Figure 3.

The combination treatment of MK‐2206 and EF24 induces apoptosis in human gastric cancer cells. (A) The effects of combined MK‐2206 and EF24 treatment on the viability of human gastric cancer cells. Cells were treated with increasing concentrations of MK‐2206 and 2 μM EF24 for 24 h. (B) The induction of apoptosis as assessed by Annexin V/PI staining following combined treatment with MK‐2206 and EF24 for 24 h. (C) Western blot analysis of apoptosis‐related proteins in cells treated with MK‐2206 and EF24 for 16 h. Figure showing levels of Bcl‐2, Bax, cleaved‐PARP and cleaved‐caspase 3. (D) Effect of combined treatment on colony formation.
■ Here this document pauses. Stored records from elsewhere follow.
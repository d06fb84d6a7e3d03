//! Contact form messages.

use crate::Fields;
use crate::error::{ErrorCollector, ValidationError};
use crate::validators::{required_text, text_field, validate_email, validate_phone};
use serde::{Deserialize, Serialize};
use tracing::debug;

/// A validated contact form submission.
#[derive(Debug, Clone, PartialEq, Eq, Serialize, Deserialize)]
pub struct ContactMessage {
    pub first_name: String,
    pub last_name: String,
    pub email: String,
    pub phone: Option<String>,
    pub message: String,
    pub user_id: Option<String>,
}

impl ContactMessage {
    pub fn to_fields(&self) -> Fields {
        let mut fields = Fields::new();
        fields.insert("first_name".into(), self.first_name.clone().into());
        fields.insert("last_name".into(), self.last_name.clone().into());
        fields.insert("email".into(), self.email.clone().into());
        if let Some(phone) = &self.phone {
            fields.insert("phone".into(), phone.clone().into());
        }
        fields.insert("message".into(), self.message.clone().into());
        fields
    }
}

pub struct ContactSchema;

impl ContactSchema {
    /// Validate a contact form.
    ///
    /// `user_id` links the message to the signed-in user, if there is one. It
    /// is taken from the caller, never from the submitted fields. All field
    /// problems are reported together.
    pub fn create(fields: &Fields, user_id: Option<&str>) -> Result<ContactMessage, ValidationError> {
        let mut errors = ErrorCollector::new();

        let first_name = errors.check("first_name", required_text(fields, "first_name"));
        let last_name = errors.check("last_name", required_text(fields, "last_name"));
        let email = errors.check(
            "email",
            required_text(fields, "email").and_then(validate_email),
        );
        let phone = errors.check(
            "phone",
            text_field(fields, "phone")
                .transpose()
                .and_then(validate_phone),
        );
        let message = errors.check("message", required_text(fields, "message"));

        match (first_name, last_name, email, phone, message) {
            (Some(first_name), Some(last_name), Some(email), Some(phone), Some(message))
                if errors.is_empty() =>
            {
                Ok(ContactMessage {
                    first_name: first_name.to_string(),
                    last_name: last_name.to_string(),
                    email,
                    phone,
                    message: message.to_string(),
                    user_id: user_id.map(str::to_string),
                })
            }
            _ => {
                let err = errors.into_error();
                debug!(errors = err.errors().len(), "contact message rejected");
                Err(err)
            }
        }
    }
}

#[cfg(test)]
mod tests {
    use super::*;
    use crate::error::ErrorKind;
    use serde_json::{Value, json};

    fn fields(value: Value) -> Fields {
        match value {
            Value::Object(map) => map,
            _ => panic!("test fields must be an object"),
        }
    }

    fn sample() -> Fields {
        fields(json!({
            "first_name": "Erika",
            "last_name": "Mustermann",
            "email": "  Erika@Example.DE ",
            "phone": " +49301234567 ",
            "message": "Wann ist die nächste Ziehung?"
        }))
    }

    #[test]
    fn create_normalizes_email_and_phone() {
        let msg = ContactSchema::create(&sample(), None).unwrap();
        assert_eq!(msg.email, "erika@example.de");
        assert_eq!(msg.phone.as_deref(), Some("+49301234567"));
        assert_eq!(msg.user_id, None);
    }

    #[test]
    fn phone_is_optional() {
        let mut input = sample();
        input.remove("phone");
        assert_eq!(ContactSchema::create(&input, None).unwrap().phone, None);

        input.insert("phone".into(), json!(""));
        assert_eq!(ContactSchema::create(&input, None).unwrap().phone, None);

        input.insert("phone".into(), Value::Null);
        assert_eq!(ContactSchema::create(&input, None).unwrap().phone, None);
    }

    #[test]
    fn user_link_comes_from_the_caller() {
        let mut input = sample();
        input.insert("user_id".into(), json!("user_forged"));
        let msg = ContactSchema::create(&input, Some("user_2abc")).unwrap();
        assert_eq!(msg.user_id.as_deref(), Some("user_2abc"));

        let anonymous = ContactSchema::create(&input, None).unwrap();
        assert_eq!(anonymous.user_id, None);
    }

    #[test]
    fn empty_message_is_reported_with_other_errors() {
        let mut input = sample();
        input.insert("message".into(), json!(""));
        input.insert("email".into(), json!("not-an-email"));
        input.insert("phone".into(), json!("0301234567"));

        let err = ContactSchema::create(&input, None).unwrap_err();
        assert!(err.has("message", ErrorKind::RequiredField));
        assert!(err.has("email", ErrorKind::Format));
        assert!(err.has("phone", ErrorKind::Format));
        assert_eq!(err.errors().len(), 3);
    }

    #[test]
    fn missing_fields_are_required_errors() {
        let err = ContactSchema::create(&Fields::new(), None).unwrap_err();
        for field in ["first_name", "last_name", "email", "message"] {
            assert!(err.has(field, ErrorKind::RequiredField), "{field}");
        }
        assert!(err.field("phone").is_none());
    }

    #[test]
    fn revalidating_a_message_is_stable() {
        let msg = ContactSchema::create(&sample(), Some("user_1")).unwrap();
        let again = ContactSchema::create(&msg.to_fields(), Some("user_1")).unwrap();
        assert_eq!(msg, again);
    }
}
Cells were treated for 24 h and stained with crystal violet on day 8. (E) Gastric cancer cells were pretreated with 5 mM NAC for 2 h before exposure to MK‐2206 and EF24 for 24 h. Apoptosis was detected by Annexin V/PI staining. (F) Quantification of data presented in panel (E). Data are reported as mean ± SEM and analysed by Student's t‐test; n = 5 independent experiments; *P < 0.05. (G) Analysis of cleaved‐PARP, Bcl‐2 and Bax levels in SGC‐7901 cells pretreated with NAC. All representative images are from five independent experiments.